Chuva e Lágrimas

Ela descia a Avenida Paulista no mesmo compasso em que as lágrimas banhavam seu rosto.

A chuva caía fina, insistente, dessas que não assustam ninguém, mas acabam molhando tudo. Os guarda-chuvas coloridos formavam uma procissão apressada. Pessoas entravam e saíam de prédios, atravessavam ruas, falavam ao telefone, carregavam sacolas, protegiam os cabelos.

Ninguém prestava atenção nela.

E aquilo era um alívio.

Havia dias em que a solidão pesava mais quando alguém perguntava se estava tudo bem.

Os sapatos já estavam encharcados. A barra da calça colava nas pernas. Os cabelos escuros escorriam sobre os ombros como fios de tinta. Ainda assim, ela continuava andando.

Passou por uma banca de jornal. Pelo cheiro de café que escapava de uma cafeteria. Pelo músico de rua que insistia em tocar um saxofone sob uma marquise estreita.

A cidade seguia seu ritmo indiferente.

Ela também já fora assim.

Correndo de reunião em reunião, reclamando do trânsito, consultando o relógio mais vezes do que o próprio coração. Durante anos acreditara que a vida era uma sucessão de compromissos cumpridos.

Até que algumas ausências começaram a ocupar espaço demais.

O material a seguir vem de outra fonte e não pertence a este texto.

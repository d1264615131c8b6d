//! Settings: the persisted key-value flags the session reads and writes.

use std::collections::BTreeMap;
use std::fs;
use std::path::{Path, PathBuf};

use dashmap::DashMap;
use parking_lot::Mutex;
use tracing::warn;

pub const AUTO_DECODE_KEY: &str = "auto_decode_on_query";
pub const EVICTION_ENABLED_KEY: &str = "eviction_cache_enabled";

#[cfg_attr(test, mockall::automock)]
pub trait SettingsStore: Send + Sync {
    fn get_bool(&self, key: &str) -> Option<bool>;
    fn set_bool(&self, key: &str, value: bool);
}

/// Process-local settings.
#[derive(Debug, Default)]
pub struct MemorySettings {
    values: DashMap<String, bool>,
}

impl MemorySettings {
    pub fn new() -> Self {
        Self::default()
    }
}

impl SettingsStore for MemorySettings {
    fn get_bool(&self, key: &str) -> Option<bool> {
        self.values.get(key).map(|v| *v)
    }

    fn set_bool(&self, key: &str, value: bool) {
        self.values.insert(key.to_string(), value);
    }
}

/// Settings persisted as a flat TOML table, rewritten on every change.
#[derive(Debug)]
pub struct TomlSettings {
    path: PathBuf,
    values: Mutex<BTreeMap<String, bool>>,
}

impl TomlSettings {
    /// Open `path`, starting empty if the file does not exist yet.
    pub fn open(path: impl AsRef<Path>) -> Result<Self, Box<dyn std::error::Error>> {
        let path = path.as_ref().to_path_buf();
        let values = if path.exists() {
            let contents = fs::read_to_string(&path)?;
            toml::from_str(&contents)?
        } else {
            BTreeMap::new()
        };

        Ok(Self {
            path,
            values: Mutex::new(values),
        })
    }

    pub fn path(&self) -> &Path {
        &self.path
    }

    fn persist(&self, values: &BTreeMap<String, bool>) -> Result<(), Box<dyn std::error::Error>> {
        let contents = toml::to_string(values)?;
        fs::write(&self.path, contents)?;
        Ok(())
    }
}

impl SettingsStore for TomlSettings {
    fn get_bool(&self, key: &str) -> Option<bool> {
        self.values.lock().get(key).copied()
    }

    fn set_bool(&self, key: &str, value: bool) {
        let mut values = self.values.lock();
        values.insert(key.to_string(), value);
        if let Err(e) = self.persist(&values) {
            warn!(path = %self.path.display(), "Failed to persist settings: {}", e);
        }
    }
}
//! Model: ViewerConfig and related structs.

use std::time::Duration;

use serde::{Deserialize, Serialize};

#[derive(Debug, Clone, PartialEq, Serialize, Deserialize)]
#[serde(default)]
pub struct ViewerConfig {
    /// Decode units when their data is first read
    pub auto_decode: bool,
    pub eviction: EvictionConfig,
    pub worker: WorkerConfig,
    /// TOML file backing the persisted settings; in-memory when unset
    pub settings_path: Option<String>,
}

#[derive(Debug, Clone, PartialEq, Serialize, Deserialize)]
#[serde(default)]
pub struct EvictionConfig {
    pub enabled: bool,
    pub capacity: usize,
}

#[derive(Debug, Clone, Copy, PartialEq, Eq, Serialize, Deserialize)]
#[serde(default)]
pub struct WorkerConfig {
    pub idle_poll_ms: u64,
    /// Consecutive empty polls before the worker stops
    pub idle_polls: u32,
}

impl WorkerConfig {
    pub fn idle_poll(&self) -> Duration {
        Duration::from_millis(self.idle_poll_ms)
    }
}

impl Default for ViewerConfig {
    fn default() -> Self {
        Self {
            auto_decode: true,
            eviction: EvictionConfig::default(),
            worker: WorkerConfig::default(),
            settings_path: None,
        }
    }
}

impl Default for EvictionConfig {
    fn default() -> Self {
        Self {
            enabled: true,
            capacity: crate::cache::DEFAULT_CAPACITY,
        }
    }
}

impl Default for WorkerConfig {
    fn default() -> Self {
        Self {
            idle_poll_ms: 100,
            idle_polls: 50,
        }
    }
}
use std::sync::Arc;
use std::time::{Duration, Instant};

use parking_lot::Mutex;
use pktview::conf::{MemorySettings, ViewerConfig, WorkerConfig};
use pktview::decoder::{Attachment, Column, DecodedPacket, Decoder, Protocol};
use pktview::error::DecodeError;
use pktview::host::{PresentationHost, ThreadDispatcher};
use pktview::log::{CaptureLog, LogSource};
use pktview::protocols::{HexProtocol, TextProtocol};
use pktview::session::{SessionEvent, ViewerSession};
use pktview::unit::ParseUnit;
use tokio::runtime::Handle;

/// Counts bytes; first byte 0xff makes the decoder give up.
struct LengthProtocol {
    columns: Vec<Column>,
    attachment: Attachment,
}

impl LengthProtocol {
    fn new() -> Self {
        Self {
            columns: vec![Column::new("Len", 5)],
            attachment: Attachment::new(),
        }
    }
}

impl Protocol for LengthProtocol {
    fn name(&self) -> &str {
        "Length"
    }

    fn columns(&self) -> &[Column] {
        &self.columns
    }

    fn create_decoder(&self, _unit: &ParseUnit) -> Option<Box<dyn Decoder>> {
        Some(Box::new(LengthDecoder { decoded: false }))
    }

    fn attachment(&self) -> &Attachment {
        &self.attachment
    }
}

struct LengthDecoder {
    decoded: bool,
}

impl Decoder for LengthDecoder {
    fn is_decoded(&self) -> bool {
        self.decoded
    }

    fn decode(&mut self, packet: &[u8]) -> Result<Option<DecodedPacket>, DecodeError> {
        if packet.first() == Some(&0xff) {
            return Err(DecodeError::Malformed("reserved marker".to_string()));
        }
        self.decoded = true;
        Ok(Some(DecodedPacket::with_summary(format!("len={}", packet.len()))))
    }
}

struct Harness {
    host: Arc<ThreadDispatcher>,
    session: Arc<ViewerSession>,
}

fn harness() -> Harness {
    let mut config = ViewerConfig::default();
    config.worker = WorkerConfig {
        idle_poll_ms: 5,
        idle_polls: 100,
    };

    let host = Arc::new(ThreadDispatcher::spawn("viewer-ui").unwrap());
    let session = ViewerSession::new(
        &config,
        Arc::clone(&host) as Arc<dyn PresentationHost>,
        Arc::new(MemorySettings::new()),
        Handle::current(),
    );
    Harness { host, session }
}

async fn wait_until(cond: impl Fn() -> bool) {
    let deadline = Instant::now() + Duration::from_secs(5);
    while !cond() {
        assert!(Instant::now() < deadline, "condition not reached in time");
        tokio::time::sleep(Duration::from_millis(5)).await;
    }
}

fn summaries(session: &ViewerSession) -> Vec<Option<String>> {
    session
        .items()
        .snapshot()
        .iter()
        .map(|u| u.payload().and_then(|p| p.summary.clone()))
        .collect()
}

#[tokio::test(flavor = "multi_thread", worker_threads = 2)]
async fn test_text_packets_decode_on_first_read() {
    let h = harness();
    let log = Arc::new(CaptureLog::new("capture"));
    log.append(&b"level=info msg=started"[..]);
    log.append(&b"plain line"[..]);

    h.session.set_protocol(Some(Arc::new(TextProtocol::new()))).unwrap();
    h.session.set_log(Some(Arc::clone(&log) as Arc<dyn LogSource>)).unwrap();
    log.append(&b"msg=\"after attach\""[..]);

    assert_eq!(h.session.items().len(), 3);
    for i in 0..3 {
        assert!(h.session.query(i).is_none(), "nothing decoded before the first read");
    }
    wait_until(|| h.session.items().snapshot().iter().all(|u| u.is_decoded())).await;

    assert_eq!(
        summaries(&h.session),
        vec![
            Some("started".to_string()),
            Some("plain line".to_string()),
            Some("after attach".to_string()),
        ]
    );
    assert_eq!(h.session.query(0).unwrap().field("level"), Some("info"));
}

#[tokio::test(flavor = "multi_thread", worker_threads = 2)]
async fn test_protocol_switch_redecodes_with_new_protocol() {
    let h = harness();
    let log = Arc::new(CaptureLog::new("capture"));
    log.append(&b"abcd"[..]);

    h.session.set_protocol(Some(Arc::new(HexProtocol::new()))).unwrap();
    h.session.set_log(Some(log as Arc<dyn LogSource>)).unwrap();

    h.session.query(0);
    wait_until(|| h.session.is_settled() && h.session.items().get(0).unwrap().is_decoded()).await;
    assert_eq!(summaries(&h.session), vec![Some("4 bytes".to_string())]);

    let hex = h.session.protocol().unwrap();
    h.session.set_protocol(Some(Arc::new(LengthProtocol::new()))).unwrap();
    assert!(!hex.is_attached());
    assert_eq!(summaries(&h.session), vec![None]);

    h.session.query(0);
    wait_until(|| h.session.items().get(0).unwrap().is_decoded()).await;
    assert_eq!(summaries(&h.session), vec![Some("len=4".to_string())]);
}

#[tokio::test(flavor = "multi_thread", worker_threads = 2)]
async fn test_failing_packet_does_not_stall_the_rest() {
    let h = harness();
    let log = Arc::new(CaptureLog::new("capture"));
    log.append(vec![0xff, 0x01]);
    log.append(&b"ok"[..]);

    h.session.set_protocol(Some(Arc::new(LengthProtocol::new()))).unwrap();
    h.session.set_log(Some(log as Arc<dyn LogSource>)).unwrap();

    h.session.query(0);
    h.session.query(1);
    wait_until(|| h.session.items().get(1).unwrap().is_decoded() && h.session.is_settled()).await;

    let first = h.session.items().get(0).unwrap();
    assert!(!first.is_decoded());
    assert_eq!(h.session.metrics().scheduler.failed, 1);
    assert_eq!(summaries(&h.session), vec![None, Some("len=2".to_string())]);
}

#[tokio::test(flavor = "multi_thread", worker_threads = 2)]
async fn test_listeners_run_on_presentation_thread() {
    let h = harness();
    let seen = Arc::new(Mutex::new(Vec::new()));
    let sink = Arc::clone(&seen);
    h.session.subscribe(move |event| {
        let thread = std::thread::current().name().unwrap_or("").to_string();
        sink.lock().push((thread, event.clone()));
    });

    let log = Arc::new(CaptureLog::new("capture"));
    h.session.set_log(Some(Arc::clone(&log) as Arc<dyn LogSource>)).unwrap();
    log.append(&b"x"[..]);
    h.session.query(0);
    h.host.flush();

    let seen = seen.lock();
    assert!(seen.iter().all(|(thread, _)| thread == "viewer-ui"));
    let kinds: Vec<_> = seen.iter().map(|(_, e)| e.clone()).collect();
    assert_eq!(
        kinds,
        vec![
            SessionEvent::LogChanged {
                old: None,
                new: Some(log.id()),
            },
            SessionEvent::ItemAdded { index: 0 },
            SessionEvent::ItemQueried { index: 0 },
        ]
    );
}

Primeiro, a cadeira vazia à mesa.

Depois, o telefone que já não tocava naquele horário.

Mais tarde, as datas que insistiam em voltar.

Existem perdas que não fazem barulho quando chegam. Apenas se acomodam na casa e ficam.

Uma buzina soou ao longe.

Um ônibus passou levantando água.

Ela enxugou o rosto sem saber exatamente onde terminava a chuva e começavam as lágrimas.

Talvez por isso continuasse caminhando.

Porque andar dava a sensação de que algo seguia em movimento.

Parou diante da vitrine de uma livraria. Observou os reflexos misturados aos livros expostos. Por alguns segundos, viu uma mulher que reconhecia apenas parcialmente.

A mesma bolsa.

O mesmo anel.

Os mesmos olhos.

Mas carregando um silêncio que não existia anos antes.

Do outro lado da avenida, o letreiro luminoso de um prédio acendeu. As luzes dos carros desenhavam riscos vermelhos sobre o asfalto molhado.

A chuva aumentou.

Ela ergueu o rosto.

As gotas frias tocaram suas pálpebras fechadas.

Ao redor, São Paulo continuava imensa, barulhenta, viva.

E ela ficou ali, entre a chuva e as lágrimas, observando a cidade desaparecer por trás da cortina de água.